Apart from these segments, BOTS feels disappointingly rote and by-the-numbers. This is especially so for the plot involving the breakaway women’s tour which King led which could’ve been a fascinating topic but the treatment here is dispiritingly superficial, as if they just did a summary of the key points from a Wikipedia page on it.

Also, the film seems merely happy just to recreate the 1970s gaudiness of the actual ‘Battle Of The Sexes’ tennis match itself without even delving into any of the issues surrounding it. For example, we constantly see how seriously King takes her tennis and wants the sport to be taken serious (and women playing it as being respected). Yet she is taking part in a match that feels like something PT Barnum dreamt up (King arrives in on a float) that almost feels like its mocking tennis in more ways than one. Also, why did an event so corny and gaudy become one of the defining cultural events of its era? Alas, the film doesn’t event attempt to look into these issues.
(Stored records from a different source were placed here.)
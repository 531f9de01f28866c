/// Command construction and wire-format encoding
///
/// A command is one parametric value: an operation, ordered options and
/// parameters, and optional thread/frame/thread-group qualifiers. How a
/// value is escaped before it lands on the command line is decided by the
/// per-parameter `Adjustable` strategy, never by the encoder itself.

use std::fmt::Write as _;
use thiserror::Error;

#[derive(Debug, Error, Clone, PartialEq, Eq)]
pub enum EncodeError {
    #[error("`{0}` cannot take both --thread and --thread-group")]
    ConflictingQualifiers(String),
}

/// Escaping policy for one option or parameter value.
#[derive(Debug, Clone, PartialEq, Eq)]
pub enum Adjustable {
    /// Escapes `"` and `\`, quotes the result when it contains whitespace.
    StandardParameter(String),
    /// Same escaping as a parameter, always rendered with a leading space.
    StandardOption(String),
    /// Passthrough for values GDB must receive byte-for-byte, e.g. a
    /// breakpoint condition or a search path that must not be quoted.
    NoChange(String),
}

impl Adjustable {
    pub fn parameter(value: impl Into<String>) -> Self {
        Adjustable::StandardParameter(value.into())
    }

    pub fn option(value: impl Into<String>) -> Self {
        Adjustable::StandardOption(value.into())
    }

    pub fn no_change(value: impl Into<String>) -> Self {
        Adjustable::NoChange(value.into())
    }

    /// The raw value, unmodified.
    pub fn value(&self) -> &str {
        match self {
            Adjustable::StandardParameter(v)
            | Adjustable::StandardOption(v)
            | Adjustable::NoChange(v) => v,
        }
    }

    /// The value as it goes on the command line.
    pub fn adjusted_value(&self) -> String {
        match self {
            Adjustable::StandardParameter(v) => quote_for_wire(v),
            Adjustable::StandardOption(v) => format!(" {}", quote_for_wire(v)),
            Adjustable::NoChange(v) => v.clone(),
        }
    }
}

/// Backslash-escape `"` and `\`, then quote the whole value if the escaped
/// text contains a space or tab. An empty value stays empty; it is not
/// turned into `""` (historical behavior GDB front ends rely on).
fn quote_for_wire(raw: &str) -> String {
    let mut escaped = String::with_capacity(raw.len());
    for c in raw.chars() {
        if c == '"' || c == '\\' {
            escaped.push('\\');
        }
        escaped.push(c);
    }
    if escaped.contains(' ') || escaped.contains('\t') {
        format!("\"{}\"", escaped)
    } else {
        escaped
    }
}

/// A request to send to the debugger.
///
/// Created per invocation; the option/parameter lists can only be replaced
/// wholesale after construction. Rendering happens in `encode`.
#[derive(Debug, Clone)]
pub struct MiCommand {
    operation: String,
    options: Vec<Adjustable>,
    parameters: Vec<Adjustable>,
    thread_id: Option<String>,
    frame: Option<u32>,
    thread_group: Option<String>,
    supports_thread_and_frame: bool,
    supports_thread_group: bool,
    raw: bool,
}

impl MiCommand {
    /// A regular MI command. Thread/frame qualifiers are accepted unless
    /// switched off; a thread-group qualifier must be opted into.
    pub fn mi(operation: impl Into<String>) -> Self {
        Self {
            operation: operation.into(),
            options: Vec::new(),
            parameters: Vec::new(),
            thread_id: None,
            frame: None,
            thread_group: None,
            supports_thread_and_frame: true,
            supports_thread_group: false,
            raw: false,
        }
    }

    /// A raw CLI command, passed to GDB verbatim. Raw commands take no
    /// qualifiers and are sent without a token (GDB would read the token
    /// as part of the command text).
    pub fn cli(text: impl Into<String>) -> Self {
        Self {
            operation: text.into(),
            options: Vec::new(),
            parameters: Vec::new(),
            thread_id: None,
            frame: None,
            thread_group: None,
            supports_thread_and_frame: false,
            supports_thread_group: false,
            raw: true,
        }
    }

    pub fn operation(&self) -> &str {
        &self.operation
    }

    pub fn options(&self) -> &[Adjustable] {
        &self.options
    }

    pub fn parameters(&self) -> &[Adjustable] {
        &self.parameters
    }

    pub fn is_raw(&self) -> bool {
        self.raw
    }

    pub fn option(mut self, value: impl Into<String>) -> Self {
        self.options.push(Adjustable::StandardOption(value.into()));
        self
    }

    pub fn param(mut self, value: impl Into<String>) -> Self {
        self.parameters
            .push(Adjustable::StandardParameter(value.into()));
        self
    }

    /// A parameter the encoder must not touch.
    pub fn param_no_change(mut self, value: impl Into<String>) -> Self {
        self.parameters.push(Adjustable::NoChange(value.into()));
        self
    }

    pub fn with_option(mut self, option: Adjustable) -> Self {
        self.options.push(option);
        self
    }

    pub fn with_parameter(mut self, parameter: Adjustable) -> Self {
        self.parameters.push(parameter);
        self
    }

    pub fn thread(mut self, id: impl Into<String>) -> Self {
        self.thread_id = Some(id.into());
        self
    }

    pub fn frame(mut self, level: u32) -> Self {
        self.frame = Some(level);
        self
    }

    pub fn thread_group(mut self, id: impl Into<String>) -> Self {
        self.thread_group = Some(id.into());
        self
    }

    /// Commands that change the selection themselves (`-thread-select`,
    /// `-stack-select-frame`) must not carry `--thread`/`--frame`.
    pub fn forbid_thread_and_frame(mut self) -> Self {
        self.supports_thread_and_frame = false;
        self
    }

    pub fn allow_thread_group(mut self) -> Self {
        self.supports_thread_group = true;
        self
    }

    /// Replace the option list wholesale.
    pub fn set_options(&mut self, options: Vec<Adjustable>) {
        self.options = options;
    }

    /// Replace the parameter list wholesale.
    pub fn set_parameters(&mut self, parameters: Vec<Adjustable>) {
        self.parameters = parameters;
    }

    /// Render the command to one newline-terminated wire line, without a
    /// token. The emission order is fixed; GDB's option parser is
    /// order-sensitive.
    pub fn encode(&self) -> Result<String, EncodeError> {
        if self.raw {
            let mut line = self.operation.clone();
            line.push('\n');
            return Ok(line);
        }

        let thread = self
            .supports_thread_and_frame
            .then_some(self.thread_id.as_deref())
            .flatten()
            .filter(|id| !id.is_empty());
        let group = self
            .supports_thread_group
            .then_some(self.thread_group.as_deref())
            .flatten()
            .filter(|id| !id.is_empty());
        if thread.is_some() && group.is_some() {
            return Err(EncodeError::ConflictingQualifiers(self.operation.clone()));
        }

        let mut line = self.operation.clone();
        if let Some(id) = thread {
            let _ = write!(line, " --thread {}", id);
            if let Some(level) = self.frame {
                let _ = write!(line, " --frame {}", level);
            }
        } else if let Some(id) = group {
            let _ = write!(line, " --thread-group {}", id);
        }

        for option in &self.options {
            let adjusted = option.adjusted_value();
            line.push(' ');
            line.push_str(adjusted.trim());
        }

        // GDB would misread a parameter starting with `-` as a flag.
        if !self.options.is_empty()
            && self
                .parameters
                .iter()
                .any(|p| p.value().starts_with('-'))
        {
            line.push_str(" --");
        }

        for parameter in &self.parameters {
            let adjusted = parameter.adjusted_value();
            line.push(' ');
            line.push_str(adjusted.trim());
        }

        line.push('\n');
        Ok(line)
    }
}

/// Two commands are the same request if they target the same context and
/// render to the same wire line. Used to spot duplicate in-flight sends.
impl PartialEq for MiCommand {
    fn eq(&self, other: &Self) -> bool {
        self.thread_id == other.thread_id
            && self.frame == other.frame
            && self.thread_group == other.thread_group
            && self.encode().ok() == other.encode().ok()
    }
}

impl Eq for MiCommand {}

#[cfg(test)]
mod tests {
    use super::*;

    #[test]
    fn break_insert_with_option() {
        let cmd = MiCommand::mi("-break-insert").option("-t").param("main");
        assert_eq!(cmd.encode().unwrap(), "-break-insert -t main\n");
    }

    #[test]
    fn condition_parameter_goes_unescaped() {
        let cmd = MiCommand::mi("-break-condition")
            .param("1")
            .param_no_change("x > 5");
        assert_eq!(cmd.encode().unwrap(), "-break-condition 1 x > 5\n");
    }

    #[test]
    fn whitespace_parameter_is_quoted() {
        let cmd = MiCommand::mi("-file-exec-and-symbols").param("/tmp/my prog");
        assert_eq!(
            cmd.encode().unwrap(),
            "-file-exec-and-symbols \"/tmp/my prog\"\n"
        );
    }

    #[test]
    fn quotes_and_backslashes_are_escaped() {
        let cmd = MiCommand::mi("-data-evaluate-expression").param(r#"strcmp(s, "a\b")"#);
        assert_eq!(
            cmd.encode().unwrap(),
            "-data-evaluate-expression \"strcmp(s, \\\"a\\\\b\\\")\"\n"
        );
    }

    #[test]
    fn empty_parameter_stays_empty() {
        let cmd = MiCommand::mi("-gdb-set").param("args").param("");
        assert_eq!(cmd.encode().unwrap(), "-gdb-set args \n");
    }

    #[test]
    fn thread_and_frame_qualifiers() {
        let cmd = MiCommand::mi("-stack-list-frames").thread("2").frame(3);
        assert_eq!(
            cmd.encode().unwrap(),
            "-stack-list-frames --thread 2 --frame 3\n"
        );
    }

    #[test]
    fn frame_without_thread_is_not_emitted() {
        let cmd = MiCommand::mi("-stack-list-frames").frame(3);
        assert_eq!(cmd.encode().unwrap(), "-stack-list-frames\n");
    }

    #[test]
    fn thread_qualifier_dropped_when_unsupported() {
        let cmd = MiCommand::mi("-thread-select")
            .forbid_thread_and_frame()
            .thread("2")
            .param("2");
        assert_eq!(cmd.encode().unwrap(), "-thread-select 2\n");
    }

    #[test]
    fn thread_group_qualifier() {
        let cmd = MiCommand::mi("-target-attach")
            .forbid_thread_and_frame()
            .allow_thread_group()
            .thread_group("i1");
        assert_eq!(cmd.encode().unwrap(), "-target-attach --thread-group i1\n");
    }

    #[test]
    fn conflicting_qualifiers_are_rejected() {
        // Only one of the two qualifiers may be rendered.
        let cmd = MiCommand::mi("-exec-run")
            .allow_thread_group()
            .thread("1")
            .thread_group("i1");
        assert_eq!(
            cmd.encode(),
            Err(EncodeError::ConflictingQualifiers("-exec-run".into()))
        );
    }

    #[test]
    fn separator_before_dash_parameter() {
        let cmd = MiCommand::mi("-exec-arguments").option("-v").param("-x");
        assert_eq!(cmd.encode().unwrap(), "-exec-arguments -v -- -x\n");
    }

    #[test]
    fn no_separator_without_options() {
        let cmd = MiCommand::mi("-exec-arguments").param("-x");
        assert_eq!(cmd.encode().unwrap(), "-exec-arguments -x\n");
    }

    #[test]
    fn no_separator_without_dash_parameter() {
        let cmd = MiCommand::mi("-break-insert").option("-t").param("main");
        assert!(!cmd.encode().unwrap().contains("--"));
    }

    #[test]
    fn cli_command_is_verbatim() {
        let cmd = MiCommand::cli("info sharedlibrary");
        assert!(cmd.is_raw());
        assert_eq!(cmd.encode().unwrap(), "info sharedlibrary\n");
    }

    #[test]
    fn rendered_line_round_trips_parameter_boundaries() {
        let params = ["plain", "has space", r#"quo"te"#, r#"back\slash"#];
        let mut cmd = MiCommand::mi("-fake-op");
        for p in params {
            cmd = cmd.param(p);
        }
        let line = cmd.encode().unwrap();
        let split = split_on_unescaped_whitespace(line.trim_end());
        assert_eq!(split[0], "-fake-op");
        assert_eq!(&split[1..], &params);
    }

    // Re-splits a rendered line the way GDB's own argument scanner would:
    // whitespace separates, quotes group, backslash escapes.
    fn split_on_unescaped_whitespace(line: &str) -> Vec<String> {
        let mut out = Vec::new();
        let mut current = String::new();
        let mut in_quotes = false;
        let mut escaped = false;
        let mut started = false;
        for c in line.chars() {
            if escaped {
                current.push(c);
                escaped = false;
                continue;
            }
            match c {
                '\\' => {
                    escaped = true;
                    started = true;
                }
                '"' => {
                    in_quotes = !in_quotes;
                    started = true;
                }
                ' ' | '\t' if !in_quotes => {
                    if started {
                        out.push(std::mem::take(&mut current));
                        started = false;
                    }
                }
                c => {
                    current.push(c);
                    started = true;
                }
            }
        }
        if started {
            out.push(current);
        }
        out
    }

    #[test]
    fn equal_commands_render_identically() {
        let a = MiCommand::mi("-break-insert").option("-t").param("main");
        let b = MiCommand::mi("-break-insert").option("-t").param("main");
        let c = MiCommand::mi("-break-insert").param("main");
        assert_eq!(a, b);
        assert_ne!(a, c);
        assert_ne!(a, b.clone().thread("1"));
    }

    #[test]
    fn adjusted_value_of_option_is_space_prefixed() {
        let opt = Adjustable::option("--all-values");
        assert_eq!(opt.adjusted_value(), " --all-values");
        assert_eq!(opt.value(), "--all-values");
    }

    #[test]
    fn option_with_tab_is_quoted() {
        let opt = Adjustable::option("a\tb");
        assert_eq!(opt.adjusted_value(), " \"a\tb\"");
    }
}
The film is a bit more interesting when focussing on Bobby Riggs whom it portrays surprisingly sympathetically. They don’t really portray him as a genuine sexist pig, but as a rather sad middle-aged man playing up that angle knowing that will get the maximum attention and publicity from someone who desperately misses the adulation and spotlight he had in his tennis career.

In truth, it feels like the filmmakers really wanted to make a biopic of King but that would’ve been a harder sell than the more box office concept of making a film about an iconic 1970s event.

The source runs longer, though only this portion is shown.